Toby Spence isn't all that old but is already an experienced David. He was the only cast member ‘off the book’ however, and reminded me of the over-excited Andrex puppy in the TV ads, a little too eager to be admired. His performance was too mannered with an insufficient range of colours in his voice making his long Act I explanation of the Mastersinger art somewhat of a trial in its own right. The younger basses made a substantial impression particularly James Rutherford, the recent winner of the inaugural Seattle Wagner Competition (see review) who was an impressive Kothner. His range is wide - from baritone to bass roles - and he looks to have an exciting future before him. Matthew Rose (a former Jette Parker, if not Vilar, Royal Opera Young Artist) was Veit Pogner, every bit the pater familias he should be. Paul Whelan was luxury casting as the Nightwatchman.

Andrew Shore made his role-debut as Beckmesser. He was fresh from his success as Alberich in the new Ring cycle in Bayreuth and obviously had not had much chance to familiarise himself with the role as he left his head in the score most of the time. Nevertheless this meant he gave us a very interestingly fresh take on the role. It is occasionally the case that Beckmessers these days woo Magdalene (as Eva) by singing too well in Act II – here there was just the right side of the embarrassment that Wagner intended for this character. It was good too that Andrew Shore was not put off by the BBCSSO’s inability to find a lute player, since the guitar used here did not sound right.

Wendy Dawn Thompson’s Magdalene began with her perky involvement in the Scene 1 ensemble and made much of this relatively small supporting role. The stunning Swedish soprano Hillevi Martinpelto was an ideal looking Eva and does not seemed to have sung this role many times. She was totally at ease in the part if not quite girly enough and other Wagner heroines, Elsa or Elisabeth, may be better parts for her.

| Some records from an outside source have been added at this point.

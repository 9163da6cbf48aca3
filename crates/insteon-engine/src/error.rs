//! The closed error taxonomy and command outcomes.
//!
//! Every failure the engine can surface is one of the [`ErrorKind`] values;
//! transport errors are translated at the boundary and never cross component
//! seams as ad hoc exceptions.

use serde::{Deserialize, Serialize};

/// Why a command failed (or `NoError` when it did not).
#[derive(Debug, Clone, Copy, PartialEq, Eq, Serialize, Deserialize, thiserror::Error, Default)]
pub enum ErrorKind {
    /// The command succeeded.
    #[error("no error")]
    NoError,
    /// The command was cancelled; terminal but not a fault.
    #[error("cancelled")]
    Cancelled,
    /// The hub answered the request with a NAK.
    #[error("hub returned NAK")]
    Nak,
    /// No progress on the response stream before the deadline.
    #[error("response timed out")]
    Timeout,
    /// The transport failed in a way a retry will not fix.
    #[error("transport failed")]
    TransportFatal,
    /// The transport failed transiently (reset, interrupted, timed out).
    #[error("transport interrupted")]
    TransportTransient,
    /// The request itself was malformed or rejected outright.
    #[error("invalid request")]
    InvalidRequest,
    /// The hub never echoed the command.
    #[error("no response from hub")]
    NoHubResponse,
    /// The device never answered at all.
    #[error("no response from device")]
    NoDeviceResponse,
    /// The device never sent the expected standard response.
    #[error("no standard response from device")]
    NoDeviceStandardResponse,
    /// The device acknowledged but never sent the expected extended response.
    #[error("no extended response from device")]
    NoDeviceExtendedResponse,
    /// The expected all-link record never arrived.
    #[error("no record response")]
    NoRecordResponse,
    /// A sub-command of a macro failed.
    #[error("sub-command failed")]
    SubCommandFailed,
    /// Anything the taxonomy cannot name.
    #[default]
    #[error("unknown error")]
    Unknown,
}

impl ErrorKind {
    /// Whether the retry loop may try again on this kind.
    ///
    /// `Nak` is in the set because the hub has been observed to return
    /// spurious NAKs under load; the root cause was never established, so
    /// the retry stands as observed behavior rather than hardened policy.
    pub fn is_recoverable(&self) -> bool {
        matches!(
            self,
            ErrorKind::NoDeviceResponse
                | ErrorKind::NoDeviceStandardResponse
                | ErrorKind::NoDeviceExtendedResponse
                | ErrorKind::NoHubResponse
                | ErrorKind::Timeout
                | ErrorKind::TransportTransient
                | ErrorKind::Nak
        )
    }
}

/// Terminal result of running a command through the state machine.
///
/// Invariant: `success` implies `error == NoError`, and a failed outcome
/// always names a non-`NoError` kind.
#[derive(Debug, Clone, Copy, PartialEq, Eq, Serialize, Deserialize)]
pub struct CommandOutcome {
    pub success: bool,
    pub error: ErrorKind,
    /// Transport attempts actually performed.
    pub attempts: u32,
}

impl CommandOutcome {
    pub fn success(attempts: u32) -> Self {
        CommandOutcome {
            success: true,
            error: ErrorKind::NoError,
            attempts,
        }
    }

    pub fn failure(error: ErrorKind, attempts: u32) -> Self {
        debug_assert!(error != ErrorKind::NoError);
        CommandOutcome {
            success: false,
            error,
            attempts,
        }
    }

    pub fn cancelled(attempts: u32) -> Self {
        CommandOutcome {
            success: false,
            error: ErrorKind::Cancelled,
            attempts,
        }
    }

    pub fn is_cancelled(&self) -> bool {
        self.error == ErrorKind::Cancelled
    }

    /// A hard failure: not success and not a cooperative cancel.
    pub fn is_fault(&self) -> bool {
        !self.success && !self.is_cancelled()
    }
}

/// Errors raised by a [`crate::transport::HubTransport`] implementation.
#[derive(Debug, thiserror::Error)]
pub enum TransportError {
    #[error("request timed out")]
    Timeout,
    #[error("connection interrupted: {0}")]
    Interrupted(String),
    #[error("request rejected: {0}")]
    Rejected(String),
    #[error("transport failure: {0}")]
    Failed(String),
}

impl TransportError {
    /// Translate into the engine taxonomy at the component boundary.
    pub fn kind(&self) -> ErrorKind {
        match self {
            TransportError::Timeout | TransportError::Interrupted(_) => {
                ErrorKind::TransportTransient
            }
            TransportError::Rejected(_) => ErrorKind::InvalidRequest,
            TransportError::Failed(_) => ErrorKind::TransportFatal,
        }
    }
}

When Robert Holl (Hans Sachs) came on stage looking flushed with an open collar and generally unkempt, I thought he must have got stuck in traffic on his way back from a relaxed lunch. His involvement in Act I was rather low-key but it proved that he was simply pacing himself for this very long role where he must be at his best at the end of the evening. He was very much the reflective poet rather than the cobbler unlike the best Sachs I have seen (Norman Bailey) who was both. Robert Holl had all the humanity that Sachs needs but little of the necessary innate humour although he coped well with the role. Despite his stage experience in it (and the shoe last he was given in Act II) he retained a certain Dutch 'sang froid' in his pivotal encounter with Beckmesser.

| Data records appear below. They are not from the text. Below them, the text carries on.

//! Hex-pair byte strings and the response stream cursor.
//!
//! The hub exposes its response buffer as a string of hex pairs. `HexString`
//! is the immutable decoded form; `ResponseStream` is the moving window the
//! dispatcher reads headers and bodies through. The stream only ever moves
//! forward except for an explicit `reset`, which models a hub-side buffer
//! clear.

use serde::{Deserialize, Serialize};
use std::fmt;

/// Errors from decoding hub buffer payloads.
#[derive(Debug, thiserror::Error, PartialEq, Eq)]
pub enum HexStreamError {
    /// The payload contained a non-hex character or an odd digit count.
    #[error("invalid hex payload: {0}")]
    InvalidHex(String),
}

/// An immutable byte string decoded from hex pairs.
#[derive(Debug, Clone, PartialEq, Eq, Default, Serialize, Deserialize)]
pub struct HexString(Vec<u8>);

impl HexString {
    /// Decode a hex-pair string. An odd trailing digit is truncated: the hub
    /// snapshots its ring buffer mid-write and a half pair only means the
    /// writer got there first.
    pub fn parse(s: &str) -> Result<Self, HexStreamError> {
        let trimmed = s.trim();
        // the truncation below slices by byte index, which is only safe on
        // single-byte characters; anything non-ASCII is not hex anyway
        if !trimmed.is_ascii() {
            return Err(HexStreamError::InvalidHex(trimmed.to_string()));
        }
        let even = &trimmed[..trimmed.len() - (trimmed.len() % 2)];
        let bytes = hex::decode(even).map_err(|e| HexStreamError::InvalidHex(e.to_string()))?;
        Ok(HexString(bytes))
    }

    /// Wrap raw bytes.
    pub fn from_bytes(bytes: impl Into<Vec<u8>>) -> Self {
        HexString(bytes.into())
    }

    /// Decoded bytes.
    pub fn as_bytes(&self) -> &[u8] {
        &self.0
    }

    /// Number of decoded bytes.
    pub fn len(&self) -> usize {
        self.0.len()
    }

    /// Whether the string is empty.
    pub fn is_empty(&self) -> bool {
        self.0.is_empty()
    }
}

impl fmt::Display for HexString {
    fn fmt(&self, f: &mut fmt::Formatter<'_>) -> fmt::Result {
        for b in &self.0 {
            write!(f, "{:02X}", b)?;
        }
        Ok(())
    }
}

/// A forward-only cursor over the hub's response bytes.
///
/// The dispatcher appends freshly fetched bytes at the tail and consumes from
/// the head; `peek` gives bounded look-ahead without consuming, which the
/// buffer-wrap recovery heuristic relies on.
#[derive(Debug, Default)]
pub struct ResponseStream {
    buf: Vec<u8>,
    pos: usize,
}

impl ResponseStream {
    /// Create an empty stream.
    pub fn new() -> Self {
        Self::default()
    }

    /// Append decoded bytes at the tail.
    pub fn extend(&mut self, bytes: &[u8]) {
        self.buf.extend_from_slice(bytes);
    }

    /// Bytes available to read.
    pub fn remaining(&self) -> usize {
        self.buf.len() - self.pos
    }

    /// Total bytes ever ingested (consumed or not).
    pub fn total_len(&self) -> usize {
        self.buf.len()
    }

    /// Look at the byte `offset` positions ahead of the cursor without
    /// consuming it.
    pub fn peek(&self, offset: usize) -> Option<u8> {
        self.buf.get(self.pos + offset).copied()
    }

    /// Borrow `len` bytes starting `offset` ahead of the cursor, or `None`
    /// when that many are not available yet.
    pub fn peek_slice(&self, offset: usize, len: usize) -> Option<&[u8]> {
        let start = self.pos + offset;
        let end = start.checked_add(len)?;
        self.buf.get(start..end)
    }

    /// Consume and return the next byte.
    pub fn read_byte(&mut self) -> Option<u8> {
        let b = self.buf.get(self.pos).copied()?;
        self.pos += 1;
        Some(b)
    }

    /// Consume and return the next `len` bytes as an owned vector, or `None`
    /// (consuming nothing) when fewer are available.
    pub fn read_bytes(&mut self, len: usize) -> Option<Vec<u8>> {
        let slice = self.peek_slice(0, len)?.to_vec();
        self.pos += len;
        Some(slice)
    }

    /// Skip `n` bytes forward, clamped at the tail.
    pub fn advance(&mut self, n: usize) {
        self.pos = (self.pos + n).min(self.buf.len());
    }

    /// Drop everything, cursor included. Used after a hub-side buffer clear:
    /// anything we had ingested no longer lines up with the hub's state.
    pub fn reset(&mut self) {
        self.buf.clear();
        self.pos = 0;
    }
}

The young German tenor, Jonas Kaufmann, was the physical antithesis of the typical heldentenor today – tall, thin and with lots of hair! Again, he was singing the role for the first time and it showed. Not that it was bad, far from it: it was superbly sung but without convincing me that he is a stage Walther of the immediate future – not until he gains more (vocal) weight. By the time he came to sing a compelling ‘Morgenlich leuchtend’ he was using a crooning falsetto more than he should.

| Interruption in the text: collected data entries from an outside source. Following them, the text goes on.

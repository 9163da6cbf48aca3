//! The cached database is persisted between runs as JSON; identity, sync
//! state and the resume cursor must all survive the round trip.

use insteon_linkdb::{LinkDatabase, LinkRecord, SyncStatus};
use insteon_wire::DeviceAddress;

#[test]
fn test_database_survives_json_round_trip() {
    let mut db = LinkDatabase::new();
    db.push(LinkRecord::new(true, 1, DeviceAddress::new(0x1A, 0x2B, 0x3C), [3, 28, 1]));
    let mut synced = LinkRecord::new(false, 2, DeviceAddress::new(0x0A, 0x0B, 0x0C), [0; 3]);
    synced.sync_status = SyncStatus::Synced;
    db.push(synced);
    db.push(LinkRecord::high_water(2));
    db.revision = Some(0x11);
    db.fully_read = true;
    db.next_unread_seq = 0;

    let json = serde_json::to_string(&db).expect("serialize");
    let restored: LinkDatabase = serde_json::from_str(&json).expect("deserialize");

    assert_eq!(restored.len(), db.len());
    assert_eq!(restored.revision, Some(0x11));
    assert!(restored.fully_read);
    for (a, b) in db.records().iter().zip(restored.records()) {
        // uid is the identity higher layers track across merges; it must not
        // be regenerated on load
        assert_eq!(a.uid, b.uid);
        assert_eq!(a.sync_status, b.sync_status);
        assert_eq!(a.address, b.address);
    }
    assert!(restored.records()[2].is_high_water());
}

#[test]
fn test_tombstone_state_survives_round_trip() {
    let mut db = LinkDatabase::new();
    db.push(LinkRecord::new(true, 1, DeviceAddress::new(1, 2, 3), [0; 3]));
    let uid = db.records()[0].uid;
    db.get_mut(0).unwrap().sync_status = SyncStatus::Synced;
    db.tombstone_by_uid(uid);

    let json = serde_json::to_string(&db).expect("serialize");
    let restored: LinkDatabase = serde_json::from_str(&json).expect("deserialize");

    let rec = restored.find_by_uid(uid).expect("tombstone present");
    assert!(!rec.is_in_use());
    assert_eq!(rec.sync_status, SyncStatus::Changed);
}
impl Command {
    /// A raw-IM command with a hex code byte.
    pub fn raw_im(name: &'static str, code: u8, params: String, kind: CommandKind) -> Self {
        Command {
            name,
            class: CommandClass::RawIm,
            code: format!("{:02X}", code),
            params,
            target: DeviceAddress::NONE,
            frame: None,
            kind,
            max_attempts: DEFAULT_MAX_ATTEMPTS,
            response_timeout: DEFAULT_RESPONSE_TIMEOUT,
        }
    }

    /// A hub-class command (e.g. buffer management).
    pub fn hub(name: &'static str, code: impl Into<String>, params: impl Into<String>) -> Self {
        Command {
            name,
            class: CommandClass::Hub,
            code: code.into(),
            params: params.into(),
            target: DeviceAddress::NONE,
            frame: None,
            kind: CommandKind::ImAck,
            max_attempts: DEFAULT_MAX_ATTEMPTS,
            response_timeout: DEFAULT_RESPONSE_TIMEOUT,
        }
    }

    /// A hub-config command; completes on send.
    pub fn hub_config(name: &'static str, code: impl Into<String>, params: impl Into<String>) -> Self {
        Command {
            name,
            class: CommandClass::HubConfig,
            code: code.into(),
            params: params.into(),
            target: DeviceAddress::NONE,
            frame: None,
            kind: CommandKind::FireAndForget,
            max_attempts: DEFAULT_MAX_ATTEMPTS,
            response_timeout: DEFAULT_RESPONSE_TIMEOUT,
        }
    }

    /// A device-addressed send (IM 0x62) framing Command1/Command2 and the
    /// optional extended block.
    pub fn device(name: &'static str, target: DeviceAddress, frame: DeviceFrame) -> Self {
        let mut params = format!(
            "{}{:02X}{:02X}{:02X}",
            target.to_hex(),
            frame.flags(),
            frame.cmd1,
            frame.cmd2
        );
        if let Some(data) = &frame.data {
            for b in data {
                params.push_str(&format!("{:02X}", b));
            }
        }
        let kind = if frame.data.is_some() {
            CommandKind::DeviceExtended
        } else {
            CommandKind::DeviceStandard
        };
        Command {
            name,
            class: CommandClass::RawIm,
            code: format!("{:02X}", insteon_wire::message::IM_CMD_SEND_MESSAGE),
            params,
            target,
            frame: Some(frame),
            kind,
            max_attempts: DEFAULT_MAX_ATTEMPTS,
            response_timeout: DEFAULT_RESPONSE_TIMEOUT,
        }
    }

    pub fn with_kind(mut self, kind: CommandKind) -> Self {
        self.kind = kind;
        self
    }

    pub fn with_max_attempts(mut self, max_attempts: u32) -> Self {
        self.max_attempts = max_attempts;
        self
    }

    pub fn with_response_timeout(mut self, timeout: Duration) -> Self {
        self.response_timeout = timeout;
        self
    }

    /// Assemble the request line, byte-for-byte what the gateway expects.
    pub fn request_line(&self) -> String {
        let token = self.class.token();
        let prefix = match self.class {
            CommandClass::RawIm => "02",
            _ => "",
        };
        match self.class.direction_suffix() {
            Some(dir) => format!(
                "/{}?{}{}{}={}={}",
                token, prefix, self.code, self.params, dir, token
            ),
            None => format!("/{}?{}{}{}", token, prefix, self.code, self.params),
        }
    }

    /// The echo type byte the IM will use, when the code is a hex byte.
    pub fn echo_code(&self) -> Option<u8> {
        u8::from_str_radix(&self.code, 16).ok()
    }

    /// Bytes of parameters the IM echoes back before the ACK/NAK terminator.
    pub fn echo_body_len(&self) -> usize {
        self.params.len() / 2
    }
}

/// Captured responses, exposed as typed accessors instead of
/// panicking "accessed before completion" properties.
#[derive(Debug, Clone, Default)]
pub struct ResponseSlot {
    pub standard: Option<StandardMessage>,
    pub extended: Option<ExtendedMessage>,
    pub extended_stream: Vec<ExtendedMessage>,
    pub record: Option<AllLinkRecordMessage>,
    pub linking: Option<AllLinkingCompleted>,
}

/// A completed command: its outcome plus whatever responses were captured.
#[derive(Debug)]
pub struct CommandReply {
    pub outcome: crate::error::CommandOutcome,
    pub response: ResponseSlot,
}

/// A command in flight: the value plus its parse state for one attempt.
#[derive(Debug)]
pub struct PendingCommand {
    pub command: Command,
    pub response: ResponseSlot,
    echo_acked: bool,
    invalid_extended: u32,
}

impl PendingCommand {
    pub fn new(command: Command) -> Self {
        PendingCommand {
            command,
            response: ResponseSlot::default(),
            echo_acked: false,
            invalid_extended: 0,
        }
    }

    /// Reset per-attempt state so the same command can be retried.
    pub fn reset(&mut self) {
        self.response = ResponseSlot::default();
        self.echo_acked = false;
        self.invalid_extended = 0;
    }

    pub fn echo_acked(&self) -> bool {
        self.echo_acked
    }

    /// Which kind a progress timeout maps to, given how far we got.
    pub fn timeout_kind(&self) -> ErrorKind {
        if !self.echo_acked {
            return ErrorKind::NoHubResponse;
        }
        match self.command.kind {
            CommandKind::DeviceStandard => ErrorKind::NoDeviceStandardResponse,
            CommandKind::DeviceExtended => {
                // distinguish "no reply at all" from "acked but no payload"
                if self.response.standard.is_some() {
                    ErrorKind::NoDeviceExtendedResponse
                } else {
                    ErrorKind::NoDeviceResponse
                }
            }
            CommandKind::ExtendedStream => ErrorKind::NoDeviceExtendedResponse,
            CommandKind::AllLinkRecord => ErrorKind::NoRecordResponse,
            CommandKind::AllLinkingCompleted => ErrorKind::Timeout,
            CommandKind::ImAck | CommandKind::FireAndForget => ErrorKind::NoHubResponse,
        }
    }

    /// The per-kind completion function: (event, state) -> step.
    pub fn handle_event(&mut self, event: &StreamEvent) -> Step {
        match event {
            StreamEvent::ImAck { code } | StreamEvent::ImNak { code }
                if Some(*code) != self.command.echo_code() =>
            {
                // stale echo from an earlier exchange; not ours
                debug!(command = self.command.name, code, "ignoring foreign echo");
                Step::Continue
            }
            StreamEvent::ImAck { .. } | StreamEvent::HubAck => {
                self.echo_acked = true;
                match self.command.kind {
                    CommandKind::ImAck | CommandKind::FireAndForget => Step::Complete,
                    _ => Step::Continue,
                }
            }
            StreamEvent::ImNak { .. } | StreamEvent::HubNak => Step::Fail(ErrorKind::Nak),
            StreamEvent::Standard(msg) => self.on_standard(msg),
            StreamEvent::Extended(msg) => self.on_extended(msg),
            StreamEvent::AllLinkRecord(rec) => {
                if self.command.kind == CommandKind::AllLinkRecord {
                    self.response.record = Some(*rec);
                    Step::Complete
                } else {
                    Step::Continue
                }
            }
            StreamEvent::AllLinkingCompleted(done) => {
                if self.command.kind == CommandKind::AllLinkingCompleted {
                    self.response.linking = Some(done.clone());
                    Step::Complete
                } else {
                    Step::Continue
                }
            }
            // informational traffic; progress, but not ours to complete on
            StreamEvent::CleanupFailure(_)
            | StreamEvent::ButtonEvent { .. }
            | StreamEvent::UserReset
            | StreamEvent::CleanupStatus { .. }
            | StreamEvent::X10 { .. } => Step::Continue,
        }
    }

    fn on_standard(&mut self, msg: &StandardMessage) -> Step {
        if !self.command.target.is_none() && msg.from != self.command.target {
            return Step::Continue;
        }
        match msg.direction() {
            MessageDirection::DirectAck => {
                self.response.standard = Some(msg.clone());
                match self.command.kind {
                    CommandKind::DeviceStandard => Step::Complete,
                    // keep waiting for the extended payload
                    _ => Step::Continue,
                }
            }
            MessageDirection::DirectNak => {
                let same_echo = self
                    .command
                    .frame
                    .map(|f| f.cmd2 == msg.cmd2)
                    .unwrap_or(false);
                if matches!(
                    self.command.kind,
                    CommandKind::DeviceExtended | CommandKind::ExtendedStream
                ) && same_echo
                {
                    // some devices NAK the echo of an extended request and
                    // then answer anyway; observed quirk, not a failure
                    debug!(command = self.command.name, "ignoring same-echo direct NAK");
                    Step::Continue
                } else {
                    Step::Fail(ErrorKind::Nak)
                }
            }
            // broadcast/cleanup traffic: progress only
            _ => Step::Continue,
        }
    }

    fn on_extended(&mut self, msg: &ExtendedMessage) -> Step {
        if !self.command.target.is_none() && msg.header.from != self.command.target {
            return Step::Continue;
        }
        if !matches!(
            self.command.kind,
            CommandKind::DeviceExtended | CommandKind::ExtendedStream
        ) {
            return Step::Continue;
        }
        if !msg.checksum_ok() {
            self.invalid_extended += 1;
            warn!(
                command = self.command.name,
                count = self.invalid_extended,
                "extended response failed checksum"
            );
            if self.invalid_extended >= MAX_INVALID_EXTENDED {
                self.invalid_extended = 0;
                return Step::ClearBuffer;
            }
            return Step::Continue;
        }
        self.invalid_extended = 0;
        match self.command.kind {
            CommandKind::DeviceExtended => {
                self.response.extended = Some(msg.clone());
                Step::Complete
            }
            _ => {
                self.response.extended_stream.push(msg.clone());
                Step::Continue
            }
        }
    }
}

All of these artists had come together for this one-off final night festival (proper) offering and it suffered from a choice of conductor (the American David Robertson) without much of a Wagner pedigree (was no one else available?). He did little wrong and kept this oratorio-like event on track but rarely does any Meistersinger pass by swiftly and this one will leave little lasting memory. The secure playing was that of a conductor and orchestra familiar enough with the music not to spoil anything but unable to allow enough insight, colour or magic to intrude and make it special.

However, all was nearly forgiven with Sachs’s stirring closing ‘Verachtet mir die Meister nicht’. Robert Holl delivered all that could be expected of him and with the large Edinburgh Festival Chorus on inspired form (as they had been all evening) it reminded me of the infamous Woody Allen quote ‘I heard so much Wagner at last night's concert that I'm ready to invade Poland’ … but that's another story best not dwelt on here!